Since March 13, 2020 when the first of Covid-19 case was confirmed in Kenya, the number of cases have risen to more than 350.

A number of initiatives have been put in place to slow the spread of the virus. Schools, community gathering spaces like bars, gyms and golf clubs are all closed and workers advised to work from home.

Public vehicles have reduced the number of people they can carry per trip. Kenyans have been ordered to put on masks whenever they leave their houses. In addition, five counties which so far bear the burden of the disease have been put under a partial lockdown.

The government has put its focus in preventing the spread of the virus and building the capacity of the healthcare system to handle those who are or will get infected. In that regard, we applaud the president for taking the virus with the seriousness it deserves and protecting the lives of citizens.

The Covid-19 pandemic has triggered unprecedented global health and economic crises. All over the world, different countries have come up with different economic measures to help their citizens overcome the economic burden if they survive the virus.

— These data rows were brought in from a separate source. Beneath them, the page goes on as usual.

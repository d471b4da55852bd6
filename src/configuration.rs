pub mod config;
pub mod types;

pub use config::Config;
pub use types::ConfigOverrides;
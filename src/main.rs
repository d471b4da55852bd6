use clap::{Parser, Subcommand};
use log::{debug, error, info};
use serde::Serialize;
use std::error::Error;
use std::path::{Path, PathBuf};
use std::sync::Arc;

use pcapvault::configuration::{Config, ConfigOverrides};
use pcapvault::error_handling::types::IngestError;
use pcapvault::ingestion::{check_extension, stage_copy, validate_upload, Ingestor, Upload};
use pcapvault::storage::{AnalysisStore, DatabaseStorage, FolderOrder, PageRequest};

#[derive(Parser)]
#[command(name = "pcapvault")]
#[command(version)]
#[command(about = "Stores packet captures and keeps a traffic summary of each one")]
struct Args {
    /// TOML configuration file
    #[arg(short, long)]
    config: Option<PathBuf>,

    #[command(flatten)]
    overrides: ConfigOverrides,

    #[command(subcommand)]
    command: Command,
}

#[derive(Subcommand)]
enum Command {
    /// Move a capture into storage, analyze it and record the result
    Ingest {
        file: PathBuf,
        /// Name to record instead of the file's own name
        #[arg(long)]
        name: Option<String>,
        #[arg(long)]
        uploader_id: Option<i64>,
        /// Ingest a staged copy and leave FILE where it is
        #[arg(long)]
        keep_source: bool,
    },
    /// Analyze a capture in place without storing anything
    Analyze { file: PathBuf },
    /// Show the stored analysis of a SHA-256 fingerprint
    Show { sha256: String },
    /// List stored captures, newest first
    List {
        #[arg(long)]
        limit: Option<u64>,
        /// Only return records with an id below this one
        #[arg(long)]
        cursor: Option<i32>,
    },
    /// List storage folders by creation time
    Folders {
        #[arg(long, default_value_t = FolderOrder::Desc)]
        order: FolderOrder,
        #[arg(long)]
        limit: Option<u64>,
    },
    /// Show the most recently created storage folder
    Latest,
    /// Show the oldest storage folder
    Oldest,
    /// Print the path of the file kept in a storage folder
    Locate { folder: String },
}

type CliResult = Result<(), Box<dyn Error>>;

fn load_config(args: &Args) -> Result<Config, Box<dyn Error>> {
    let mut config = match &args.config {
        Some(path) => {
            info!("Importing configuration from {}", path.display());
            Config::from_file(path)?
        }
        None => Config::default(),
    };
    config.apply_overrides(&args.overrides);
    config.validate()?;
    debug!("Effective configuration: {:?}", config);
    Ok(config)
}

fn print_json<T: Serialize>(value: &T) -> CliResult {
    println!("{}", serde_json::to_string_pretty(value)?);
    Ok(())
}

fn display_name(file: &Path, name: Option<String>) -> String {
    name.unwrap_or_else(|| {
        file.file_name()
            .map(|n| n.to_string_lossy().into_owned())
            .unwrap_or_default()
    })
}

async fn ingest(
    ingestor: &Ingestor<DatabaseStorage>,
    config: &Config,
    file: PathBuf,
    name: Option<String>,
    uploader_id: Option<i64>,
    keep_source: bool,
) -> CliResult {
    let original_name = display_name(&file, name);
    let path = if keep_source {
        check_extension(&original_name).map_err(IngestError::from)?;
        let size = tokio::fs::metadata(&file)
            .await
            .map_err(|e| IngestError::io(&file, e))?
            .len();
        validate_upload(&original_name, size, config.max_upload_bytes())
            .map_err(IngestError::from)?;
        let staging_dir = config.staging_dir.clone();
        let source = file.clone();
        let name = original_name.clone();
        tokio::task::spawn_blocking(move || stage_copy(&source, &staging_dir, &name))
            .await?
            .map_err(|e| IngestError::io(&file, e))?
    } else {
        file
    };

    let upload = Upload {
        path: path.clone(),
        original_name,
        uploaded_by_id: uploader_id,
    };
    match ingestor.ingest(upload).await {
        Ok(ingested) => print_json(&ingested),
        Err(e) => {
            if keep_source && tokio::fs::remove_file(&path).await.is_ok() {
                debug!("Removed staged copy {}", path.display());
            }
            Err(e.into())
        }
    }
}

async fn run(args: Args) -> CliResult {
    let config = load_config(&args)?;
    let store = Arc::new(DatabaseStorage::open(&config.database_path).await?);
    let ingestor = Ingestor::from_config(&config, Arc::clone(&store))?;

    match args.command {
        Command::Ingest {
            file,
            name,
            uploader_id,
            keep_source,
        } => ingest(&ingestor, &config, file, name, uploader_id, keep_source).await,
        Command::Analyze { file } => {
            let name = display_name(&file, None);
            print_json(&ingestor.analyze_file(&file, &name).await?)
        }
        Command::Show { sha256 } => match store.find_by_sha256(&sha256).await? {
            Some(record) => print_json(&record),
            None => Err(IngestError::RecordNotFound(sha256).into()),
        },
        Command::List { limit, cursor } => {
            print_json(&store.list_pcaps(PageRequest { limit, cursor }).await?)
        }
        Command::Folders { order, limit } => print_json(&store.list_folders(order, limit).await?),
        Command::Latest => match store.latest_folder().await? {
            Some(listing) => print_json(&listing),
            None => Err(IngestError::RecordNotFound("latest folder".to_string()).into()),
        },
        Command::Oldest => match store.oldest_folder().await? {
            Some(listing) => print_json(&listing),
            None => Err(IngestError::RecordNotFound("oldest folder".to_string()).into()),
        },
        Command::Locate { folder } => {
            let path = ingestor.locate_stored_file(&folder).await?;
            print_json(&serde_json::json!({ "folder": folder, "path": path }))
        }
    }
}

#[tokio::main]
async fn main() {
    // RUST_LOG overrides the default level
    env_logger::Builder::new()
        .filter_level(log::LevelFilter::Info)
        .parse_default_env()
        .format_target(false)
        .init();

    let args = Args::parse();

    if let Err(e) = run(args).await {
        match e.downcast_ref::<IngestError>() {
            Some(ingest_error) => error!("[{}] {}", ingest_error.code(), ingest_error),
            None => error!("{}", e),
        }
        std::process::exit(1);
    }
}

Our government has also introduced a number of measures to cushion the economy. However, in doing so, it forgot one important sector; private healthcare providers who account for more than 50 per cent of health service provision.

Policymakers at the Ministry of Health and medical associations have advised providers and doctors to halt non-essential procedures in order to preserve vital supplies for fighting Covid-19. That advisory has had a negative impact on businesses. Elective procedures are the lifeblood of many hospitals and specialty clinics, but the scaling back has led some facilities to almost have no patients.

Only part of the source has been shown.